In the entries that follow, find the word "Debug" and report each line it is on.

## Available records
........

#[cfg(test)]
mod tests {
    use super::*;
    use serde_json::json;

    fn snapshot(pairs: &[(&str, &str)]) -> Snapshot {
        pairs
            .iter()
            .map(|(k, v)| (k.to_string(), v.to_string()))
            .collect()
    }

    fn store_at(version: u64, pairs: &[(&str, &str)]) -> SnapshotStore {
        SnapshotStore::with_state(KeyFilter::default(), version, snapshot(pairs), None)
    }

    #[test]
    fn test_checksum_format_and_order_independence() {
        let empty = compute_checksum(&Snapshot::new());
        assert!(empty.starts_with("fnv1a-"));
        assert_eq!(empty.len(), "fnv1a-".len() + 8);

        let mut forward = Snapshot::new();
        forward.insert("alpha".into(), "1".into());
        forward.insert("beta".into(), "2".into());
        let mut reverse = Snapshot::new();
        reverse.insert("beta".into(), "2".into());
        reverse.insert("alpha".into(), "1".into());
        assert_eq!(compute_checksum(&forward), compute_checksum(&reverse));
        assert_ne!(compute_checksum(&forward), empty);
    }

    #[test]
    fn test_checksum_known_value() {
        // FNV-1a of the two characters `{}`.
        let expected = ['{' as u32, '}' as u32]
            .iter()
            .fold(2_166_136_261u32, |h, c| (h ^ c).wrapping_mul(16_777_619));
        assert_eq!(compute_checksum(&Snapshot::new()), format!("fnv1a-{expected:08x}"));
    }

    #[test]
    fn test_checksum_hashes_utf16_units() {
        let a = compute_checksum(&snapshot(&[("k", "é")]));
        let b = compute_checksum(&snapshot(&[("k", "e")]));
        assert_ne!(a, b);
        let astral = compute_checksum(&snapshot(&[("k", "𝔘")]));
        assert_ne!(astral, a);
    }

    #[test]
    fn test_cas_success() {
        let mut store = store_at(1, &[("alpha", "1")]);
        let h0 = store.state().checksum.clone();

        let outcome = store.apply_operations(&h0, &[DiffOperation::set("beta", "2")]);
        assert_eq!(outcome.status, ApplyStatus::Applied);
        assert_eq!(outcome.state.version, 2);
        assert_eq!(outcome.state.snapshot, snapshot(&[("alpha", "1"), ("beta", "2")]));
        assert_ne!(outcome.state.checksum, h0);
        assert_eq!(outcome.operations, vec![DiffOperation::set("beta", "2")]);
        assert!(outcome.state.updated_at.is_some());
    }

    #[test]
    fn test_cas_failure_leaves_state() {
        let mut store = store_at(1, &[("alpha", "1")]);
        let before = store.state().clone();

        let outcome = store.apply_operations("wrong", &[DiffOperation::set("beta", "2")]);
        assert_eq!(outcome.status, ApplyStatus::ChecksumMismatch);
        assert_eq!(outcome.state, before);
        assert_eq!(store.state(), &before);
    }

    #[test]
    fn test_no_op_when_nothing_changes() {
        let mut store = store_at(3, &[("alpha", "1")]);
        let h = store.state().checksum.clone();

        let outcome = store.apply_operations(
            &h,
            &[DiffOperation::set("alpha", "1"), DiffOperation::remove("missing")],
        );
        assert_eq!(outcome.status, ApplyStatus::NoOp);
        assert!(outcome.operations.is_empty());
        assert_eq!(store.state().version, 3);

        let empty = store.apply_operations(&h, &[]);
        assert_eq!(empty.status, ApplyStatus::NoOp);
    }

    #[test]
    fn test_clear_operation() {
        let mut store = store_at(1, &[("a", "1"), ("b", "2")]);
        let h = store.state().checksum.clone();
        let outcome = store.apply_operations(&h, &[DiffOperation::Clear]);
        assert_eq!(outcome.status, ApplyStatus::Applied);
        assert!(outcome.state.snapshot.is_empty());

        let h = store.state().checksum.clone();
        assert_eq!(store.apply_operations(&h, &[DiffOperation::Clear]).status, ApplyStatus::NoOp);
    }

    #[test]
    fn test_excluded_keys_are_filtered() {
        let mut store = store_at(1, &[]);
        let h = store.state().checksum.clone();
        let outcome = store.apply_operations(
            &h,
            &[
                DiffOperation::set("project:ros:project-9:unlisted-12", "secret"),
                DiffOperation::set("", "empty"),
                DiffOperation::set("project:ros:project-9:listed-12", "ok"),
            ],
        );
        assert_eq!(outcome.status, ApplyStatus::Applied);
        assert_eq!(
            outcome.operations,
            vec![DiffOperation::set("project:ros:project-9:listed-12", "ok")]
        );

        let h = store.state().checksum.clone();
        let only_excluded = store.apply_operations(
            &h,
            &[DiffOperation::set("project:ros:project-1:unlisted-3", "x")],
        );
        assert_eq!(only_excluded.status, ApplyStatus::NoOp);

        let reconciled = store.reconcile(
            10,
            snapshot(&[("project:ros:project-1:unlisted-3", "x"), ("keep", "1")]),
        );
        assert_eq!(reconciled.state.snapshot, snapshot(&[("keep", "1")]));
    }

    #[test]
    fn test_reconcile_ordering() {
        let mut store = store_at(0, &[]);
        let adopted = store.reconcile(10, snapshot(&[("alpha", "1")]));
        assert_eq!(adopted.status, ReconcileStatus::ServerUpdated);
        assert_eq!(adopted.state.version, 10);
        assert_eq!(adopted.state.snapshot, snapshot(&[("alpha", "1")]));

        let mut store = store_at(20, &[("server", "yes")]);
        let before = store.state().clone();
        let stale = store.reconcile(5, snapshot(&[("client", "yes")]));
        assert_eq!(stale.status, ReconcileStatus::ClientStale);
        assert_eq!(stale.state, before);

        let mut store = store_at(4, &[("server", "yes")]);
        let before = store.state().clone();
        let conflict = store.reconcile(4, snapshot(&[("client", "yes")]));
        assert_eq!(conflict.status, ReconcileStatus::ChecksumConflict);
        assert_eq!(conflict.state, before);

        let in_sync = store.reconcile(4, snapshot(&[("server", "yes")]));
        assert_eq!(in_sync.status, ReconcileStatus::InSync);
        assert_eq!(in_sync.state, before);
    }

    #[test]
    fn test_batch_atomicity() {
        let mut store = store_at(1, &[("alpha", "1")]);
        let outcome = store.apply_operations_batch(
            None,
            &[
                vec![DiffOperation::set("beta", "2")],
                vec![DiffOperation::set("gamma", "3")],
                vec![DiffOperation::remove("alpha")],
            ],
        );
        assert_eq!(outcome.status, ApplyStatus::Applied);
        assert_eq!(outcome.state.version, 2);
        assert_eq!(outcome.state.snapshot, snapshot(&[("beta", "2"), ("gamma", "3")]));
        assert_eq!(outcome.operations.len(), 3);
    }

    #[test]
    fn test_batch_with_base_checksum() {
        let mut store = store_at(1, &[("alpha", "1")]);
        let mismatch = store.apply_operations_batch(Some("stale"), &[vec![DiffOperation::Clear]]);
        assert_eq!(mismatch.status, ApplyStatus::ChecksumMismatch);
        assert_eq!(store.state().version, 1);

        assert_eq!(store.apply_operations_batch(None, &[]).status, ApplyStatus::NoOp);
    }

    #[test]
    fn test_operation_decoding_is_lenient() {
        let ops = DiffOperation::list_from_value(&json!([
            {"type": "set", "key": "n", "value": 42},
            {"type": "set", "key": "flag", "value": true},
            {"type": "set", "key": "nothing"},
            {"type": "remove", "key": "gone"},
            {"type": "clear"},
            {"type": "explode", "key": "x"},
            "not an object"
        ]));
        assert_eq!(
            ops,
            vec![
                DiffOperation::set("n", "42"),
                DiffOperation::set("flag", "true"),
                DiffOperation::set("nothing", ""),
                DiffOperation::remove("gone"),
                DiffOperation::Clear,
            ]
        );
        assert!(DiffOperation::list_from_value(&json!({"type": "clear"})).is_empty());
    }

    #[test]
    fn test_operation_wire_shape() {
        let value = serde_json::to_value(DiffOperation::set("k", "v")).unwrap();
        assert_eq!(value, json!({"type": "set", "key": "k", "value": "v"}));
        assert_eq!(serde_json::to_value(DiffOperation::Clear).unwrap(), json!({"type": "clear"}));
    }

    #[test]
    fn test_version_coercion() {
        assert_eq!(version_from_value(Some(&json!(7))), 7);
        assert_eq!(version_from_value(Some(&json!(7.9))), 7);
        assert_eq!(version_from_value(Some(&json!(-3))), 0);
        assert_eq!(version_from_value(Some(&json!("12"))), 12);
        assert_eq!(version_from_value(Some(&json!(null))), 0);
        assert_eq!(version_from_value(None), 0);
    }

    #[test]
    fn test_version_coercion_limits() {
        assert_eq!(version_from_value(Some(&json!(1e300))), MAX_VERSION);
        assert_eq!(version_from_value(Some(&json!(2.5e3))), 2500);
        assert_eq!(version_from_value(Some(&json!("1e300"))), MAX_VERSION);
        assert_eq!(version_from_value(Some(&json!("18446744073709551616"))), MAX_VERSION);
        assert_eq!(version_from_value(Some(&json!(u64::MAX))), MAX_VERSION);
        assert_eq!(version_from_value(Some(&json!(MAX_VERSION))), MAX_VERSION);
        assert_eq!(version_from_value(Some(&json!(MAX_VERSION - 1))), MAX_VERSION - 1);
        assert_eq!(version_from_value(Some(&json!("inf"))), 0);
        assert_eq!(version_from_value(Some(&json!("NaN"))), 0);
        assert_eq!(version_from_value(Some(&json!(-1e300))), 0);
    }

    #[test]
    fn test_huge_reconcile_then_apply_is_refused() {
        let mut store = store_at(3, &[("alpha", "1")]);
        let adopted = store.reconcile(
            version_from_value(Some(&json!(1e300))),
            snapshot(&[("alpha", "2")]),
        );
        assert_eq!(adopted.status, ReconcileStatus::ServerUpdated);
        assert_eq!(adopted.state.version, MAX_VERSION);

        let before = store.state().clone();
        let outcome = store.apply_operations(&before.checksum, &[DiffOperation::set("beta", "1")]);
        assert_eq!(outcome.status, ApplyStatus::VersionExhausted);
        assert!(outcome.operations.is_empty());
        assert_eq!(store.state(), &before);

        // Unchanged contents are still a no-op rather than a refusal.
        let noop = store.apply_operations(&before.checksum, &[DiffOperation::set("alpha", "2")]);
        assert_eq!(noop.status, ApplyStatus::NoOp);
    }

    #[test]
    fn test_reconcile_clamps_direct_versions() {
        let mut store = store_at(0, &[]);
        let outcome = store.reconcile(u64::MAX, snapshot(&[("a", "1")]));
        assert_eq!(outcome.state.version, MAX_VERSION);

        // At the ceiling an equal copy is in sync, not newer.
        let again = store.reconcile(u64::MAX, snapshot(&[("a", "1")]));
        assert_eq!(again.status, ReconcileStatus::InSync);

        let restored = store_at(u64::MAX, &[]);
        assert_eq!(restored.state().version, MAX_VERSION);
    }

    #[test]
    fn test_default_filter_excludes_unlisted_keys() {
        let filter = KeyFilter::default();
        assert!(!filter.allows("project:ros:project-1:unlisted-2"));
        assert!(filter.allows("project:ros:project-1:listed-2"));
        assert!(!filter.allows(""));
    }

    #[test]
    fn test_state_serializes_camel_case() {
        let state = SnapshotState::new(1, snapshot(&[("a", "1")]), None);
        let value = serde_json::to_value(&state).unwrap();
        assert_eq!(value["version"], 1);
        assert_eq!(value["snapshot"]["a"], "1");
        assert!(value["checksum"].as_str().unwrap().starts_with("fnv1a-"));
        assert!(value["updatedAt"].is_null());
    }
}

........

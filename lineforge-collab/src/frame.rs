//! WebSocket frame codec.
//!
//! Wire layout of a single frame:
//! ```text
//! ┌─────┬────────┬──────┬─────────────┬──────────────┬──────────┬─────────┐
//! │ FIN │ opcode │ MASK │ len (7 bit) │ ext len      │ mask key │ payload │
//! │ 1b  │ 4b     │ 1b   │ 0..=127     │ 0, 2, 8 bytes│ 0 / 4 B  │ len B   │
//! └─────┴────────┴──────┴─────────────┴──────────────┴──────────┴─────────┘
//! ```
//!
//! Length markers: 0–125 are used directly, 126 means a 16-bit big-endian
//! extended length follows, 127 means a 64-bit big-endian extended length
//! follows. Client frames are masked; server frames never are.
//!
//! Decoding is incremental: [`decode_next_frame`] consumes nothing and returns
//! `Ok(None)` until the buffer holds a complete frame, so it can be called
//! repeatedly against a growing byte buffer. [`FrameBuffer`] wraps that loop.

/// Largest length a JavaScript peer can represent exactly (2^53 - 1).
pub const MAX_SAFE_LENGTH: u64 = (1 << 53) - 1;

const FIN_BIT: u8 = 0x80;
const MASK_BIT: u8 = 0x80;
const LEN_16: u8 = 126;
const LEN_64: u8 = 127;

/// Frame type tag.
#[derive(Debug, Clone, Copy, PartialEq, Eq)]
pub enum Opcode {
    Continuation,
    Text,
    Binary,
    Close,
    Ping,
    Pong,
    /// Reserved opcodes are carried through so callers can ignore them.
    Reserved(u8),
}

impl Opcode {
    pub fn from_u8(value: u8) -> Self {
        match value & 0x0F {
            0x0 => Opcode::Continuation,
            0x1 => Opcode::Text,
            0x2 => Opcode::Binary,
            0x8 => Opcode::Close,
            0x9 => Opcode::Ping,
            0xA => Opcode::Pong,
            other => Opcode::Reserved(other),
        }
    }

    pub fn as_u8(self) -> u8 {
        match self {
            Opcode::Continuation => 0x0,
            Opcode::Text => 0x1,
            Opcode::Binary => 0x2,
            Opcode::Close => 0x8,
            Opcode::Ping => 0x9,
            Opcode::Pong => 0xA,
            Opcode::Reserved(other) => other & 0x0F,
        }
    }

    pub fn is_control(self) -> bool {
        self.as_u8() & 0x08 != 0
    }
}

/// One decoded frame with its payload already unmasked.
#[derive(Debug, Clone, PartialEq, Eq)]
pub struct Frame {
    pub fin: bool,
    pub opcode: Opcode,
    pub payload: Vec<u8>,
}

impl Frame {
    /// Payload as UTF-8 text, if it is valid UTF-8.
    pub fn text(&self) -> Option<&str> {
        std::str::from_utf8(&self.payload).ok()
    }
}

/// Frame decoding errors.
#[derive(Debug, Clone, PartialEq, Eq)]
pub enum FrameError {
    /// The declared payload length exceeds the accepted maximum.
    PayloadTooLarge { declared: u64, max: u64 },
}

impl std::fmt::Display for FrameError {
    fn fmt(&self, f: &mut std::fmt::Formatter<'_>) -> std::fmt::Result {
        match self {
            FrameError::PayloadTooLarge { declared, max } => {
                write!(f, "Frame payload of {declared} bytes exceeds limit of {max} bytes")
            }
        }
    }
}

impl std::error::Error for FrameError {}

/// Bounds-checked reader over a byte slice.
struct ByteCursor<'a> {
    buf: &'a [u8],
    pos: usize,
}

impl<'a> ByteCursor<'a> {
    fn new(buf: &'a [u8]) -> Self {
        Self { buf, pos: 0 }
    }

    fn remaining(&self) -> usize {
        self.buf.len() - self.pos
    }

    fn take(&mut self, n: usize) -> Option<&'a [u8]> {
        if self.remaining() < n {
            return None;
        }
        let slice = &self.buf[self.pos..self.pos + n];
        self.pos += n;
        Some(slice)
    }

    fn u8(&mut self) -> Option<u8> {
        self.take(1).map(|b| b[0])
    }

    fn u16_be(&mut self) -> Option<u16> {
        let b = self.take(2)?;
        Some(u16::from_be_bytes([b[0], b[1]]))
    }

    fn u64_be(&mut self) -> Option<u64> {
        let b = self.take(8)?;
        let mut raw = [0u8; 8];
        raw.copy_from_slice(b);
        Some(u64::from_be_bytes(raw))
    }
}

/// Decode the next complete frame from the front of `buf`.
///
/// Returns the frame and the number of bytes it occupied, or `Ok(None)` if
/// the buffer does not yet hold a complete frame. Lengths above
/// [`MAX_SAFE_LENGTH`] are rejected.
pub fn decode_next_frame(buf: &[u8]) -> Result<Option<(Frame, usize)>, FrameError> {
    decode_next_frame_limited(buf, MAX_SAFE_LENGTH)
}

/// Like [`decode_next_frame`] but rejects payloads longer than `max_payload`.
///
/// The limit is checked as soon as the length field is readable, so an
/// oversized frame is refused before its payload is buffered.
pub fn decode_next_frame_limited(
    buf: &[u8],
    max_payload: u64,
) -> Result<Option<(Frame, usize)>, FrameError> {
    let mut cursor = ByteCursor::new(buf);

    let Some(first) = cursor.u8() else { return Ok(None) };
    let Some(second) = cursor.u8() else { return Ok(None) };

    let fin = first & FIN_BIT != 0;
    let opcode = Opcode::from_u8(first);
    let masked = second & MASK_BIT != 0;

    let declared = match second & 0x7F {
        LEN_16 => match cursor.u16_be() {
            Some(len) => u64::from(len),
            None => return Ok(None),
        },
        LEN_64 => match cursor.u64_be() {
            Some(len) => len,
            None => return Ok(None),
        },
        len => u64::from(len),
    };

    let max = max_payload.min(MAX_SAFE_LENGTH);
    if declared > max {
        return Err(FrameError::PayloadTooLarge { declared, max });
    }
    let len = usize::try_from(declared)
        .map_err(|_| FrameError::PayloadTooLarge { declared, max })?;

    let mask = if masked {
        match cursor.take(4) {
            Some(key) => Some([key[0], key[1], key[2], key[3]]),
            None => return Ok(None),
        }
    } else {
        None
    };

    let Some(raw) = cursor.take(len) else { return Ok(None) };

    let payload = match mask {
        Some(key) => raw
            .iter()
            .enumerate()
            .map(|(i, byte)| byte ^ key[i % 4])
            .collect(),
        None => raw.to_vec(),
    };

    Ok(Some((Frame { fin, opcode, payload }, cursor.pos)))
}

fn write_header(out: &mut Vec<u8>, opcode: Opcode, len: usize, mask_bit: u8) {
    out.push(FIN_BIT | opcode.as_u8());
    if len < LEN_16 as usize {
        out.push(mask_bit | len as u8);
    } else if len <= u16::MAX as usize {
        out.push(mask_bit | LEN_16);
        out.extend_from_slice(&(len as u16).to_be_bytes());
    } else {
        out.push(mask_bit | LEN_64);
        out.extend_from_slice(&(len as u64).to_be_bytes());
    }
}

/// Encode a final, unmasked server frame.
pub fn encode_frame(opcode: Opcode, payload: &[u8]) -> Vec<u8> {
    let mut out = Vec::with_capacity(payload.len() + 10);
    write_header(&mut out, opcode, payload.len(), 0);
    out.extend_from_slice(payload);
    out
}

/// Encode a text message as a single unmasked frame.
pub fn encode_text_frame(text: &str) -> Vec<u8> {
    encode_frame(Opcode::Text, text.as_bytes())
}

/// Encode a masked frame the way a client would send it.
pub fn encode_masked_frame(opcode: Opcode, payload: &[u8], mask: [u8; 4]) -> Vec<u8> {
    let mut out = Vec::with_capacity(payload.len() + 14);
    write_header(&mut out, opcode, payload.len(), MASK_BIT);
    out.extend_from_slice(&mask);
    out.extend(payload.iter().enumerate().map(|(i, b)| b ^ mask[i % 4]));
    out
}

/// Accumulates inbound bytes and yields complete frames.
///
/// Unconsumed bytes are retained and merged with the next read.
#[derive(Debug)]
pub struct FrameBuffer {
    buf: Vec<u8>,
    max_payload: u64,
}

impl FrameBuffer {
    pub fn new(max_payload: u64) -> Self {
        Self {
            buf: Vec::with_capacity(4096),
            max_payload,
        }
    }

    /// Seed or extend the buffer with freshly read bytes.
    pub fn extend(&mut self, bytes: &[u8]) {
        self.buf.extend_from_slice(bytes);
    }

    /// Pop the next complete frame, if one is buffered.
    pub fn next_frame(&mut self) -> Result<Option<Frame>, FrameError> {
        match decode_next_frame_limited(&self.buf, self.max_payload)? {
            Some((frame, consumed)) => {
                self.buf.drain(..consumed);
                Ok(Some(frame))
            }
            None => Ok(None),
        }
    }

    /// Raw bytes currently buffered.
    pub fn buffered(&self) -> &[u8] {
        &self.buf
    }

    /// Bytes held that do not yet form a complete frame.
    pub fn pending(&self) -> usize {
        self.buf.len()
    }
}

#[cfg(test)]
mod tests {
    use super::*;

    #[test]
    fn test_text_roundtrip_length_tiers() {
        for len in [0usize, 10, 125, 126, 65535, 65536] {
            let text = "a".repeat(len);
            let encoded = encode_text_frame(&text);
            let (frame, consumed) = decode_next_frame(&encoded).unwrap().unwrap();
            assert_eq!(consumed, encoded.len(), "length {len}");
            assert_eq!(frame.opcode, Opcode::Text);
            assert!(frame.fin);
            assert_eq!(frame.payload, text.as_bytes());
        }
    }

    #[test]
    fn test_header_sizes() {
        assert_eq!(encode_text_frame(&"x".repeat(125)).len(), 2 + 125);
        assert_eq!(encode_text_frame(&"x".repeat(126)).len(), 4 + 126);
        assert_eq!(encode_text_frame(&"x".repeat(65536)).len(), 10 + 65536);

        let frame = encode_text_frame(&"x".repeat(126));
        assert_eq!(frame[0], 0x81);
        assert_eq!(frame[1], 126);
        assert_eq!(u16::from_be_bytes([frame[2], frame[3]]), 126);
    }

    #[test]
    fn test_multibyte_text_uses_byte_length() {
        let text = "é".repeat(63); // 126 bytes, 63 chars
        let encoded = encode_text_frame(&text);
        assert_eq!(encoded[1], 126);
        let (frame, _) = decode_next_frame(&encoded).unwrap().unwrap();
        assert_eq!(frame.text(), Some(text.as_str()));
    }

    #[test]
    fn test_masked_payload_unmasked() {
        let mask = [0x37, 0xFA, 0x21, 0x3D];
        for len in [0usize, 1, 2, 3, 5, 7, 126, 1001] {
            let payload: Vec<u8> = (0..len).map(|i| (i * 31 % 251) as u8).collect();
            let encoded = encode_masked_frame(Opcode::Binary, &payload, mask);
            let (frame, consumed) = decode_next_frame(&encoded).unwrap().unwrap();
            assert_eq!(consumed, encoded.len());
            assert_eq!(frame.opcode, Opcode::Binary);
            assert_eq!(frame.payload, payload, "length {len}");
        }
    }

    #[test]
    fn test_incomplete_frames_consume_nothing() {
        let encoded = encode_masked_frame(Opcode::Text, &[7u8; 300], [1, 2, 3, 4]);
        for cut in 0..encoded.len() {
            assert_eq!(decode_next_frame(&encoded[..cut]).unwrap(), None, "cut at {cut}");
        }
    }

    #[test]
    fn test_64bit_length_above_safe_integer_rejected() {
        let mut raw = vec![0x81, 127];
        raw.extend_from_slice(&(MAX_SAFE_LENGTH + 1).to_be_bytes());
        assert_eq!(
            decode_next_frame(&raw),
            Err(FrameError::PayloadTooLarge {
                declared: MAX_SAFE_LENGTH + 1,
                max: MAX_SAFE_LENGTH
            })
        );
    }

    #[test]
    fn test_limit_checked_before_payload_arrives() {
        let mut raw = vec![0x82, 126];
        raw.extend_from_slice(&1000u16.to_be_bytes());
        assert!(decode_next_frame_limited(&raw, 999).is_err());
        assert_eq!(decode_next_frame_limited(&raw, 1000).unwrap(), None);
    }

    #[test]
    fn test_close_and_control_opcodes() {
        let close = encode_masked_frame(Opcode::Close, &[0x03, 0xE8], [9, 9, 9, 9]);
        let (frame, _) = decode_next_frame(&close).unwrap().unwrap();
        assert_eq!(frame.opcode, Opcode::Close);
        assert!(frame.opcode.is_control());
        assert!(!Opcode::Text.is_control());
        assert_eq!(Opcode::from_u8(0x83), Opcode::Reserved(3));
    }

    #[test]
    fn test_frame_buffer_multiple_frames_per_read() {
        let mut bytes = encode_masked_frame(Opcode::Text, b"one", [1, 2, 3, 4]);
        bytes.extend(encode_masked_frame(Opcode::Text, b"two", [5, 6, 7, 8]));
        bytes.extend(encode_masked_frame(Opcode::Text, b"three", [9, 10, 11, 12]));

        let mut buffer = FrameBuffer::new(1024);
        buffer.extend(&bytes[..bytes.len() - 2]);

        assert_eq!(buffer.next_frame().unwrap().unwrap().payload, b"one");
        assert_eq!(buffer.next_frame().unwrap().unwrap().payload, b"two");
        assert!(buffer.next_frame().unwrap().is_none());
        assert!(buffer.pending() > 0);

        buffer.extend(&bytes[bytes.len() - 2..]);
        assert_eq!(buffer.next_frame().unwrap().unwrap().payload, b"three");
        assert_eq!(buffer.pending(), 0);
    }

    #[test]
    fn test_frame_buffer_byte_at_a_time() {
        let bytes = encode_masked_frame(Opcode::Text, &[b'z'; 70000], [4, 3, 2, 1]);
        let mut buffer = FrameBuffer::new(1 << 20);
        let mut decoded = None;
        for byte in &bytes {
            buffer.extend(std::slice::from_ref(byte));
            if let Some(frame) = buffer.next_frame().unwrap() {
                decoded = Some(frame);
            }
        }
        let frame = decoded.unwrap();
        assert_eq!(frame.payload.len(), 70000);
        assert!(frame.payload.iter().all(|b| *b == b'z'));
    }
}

........

## Exercise answer
#[derive(Debug, Clone, Copy, PartialEq, Eq)]
#[derive(Debug, Clone, PartialEq, Eq)]
#[derive(Debug, Clone, PartialEq, Eq)]
#[derive(Debug)]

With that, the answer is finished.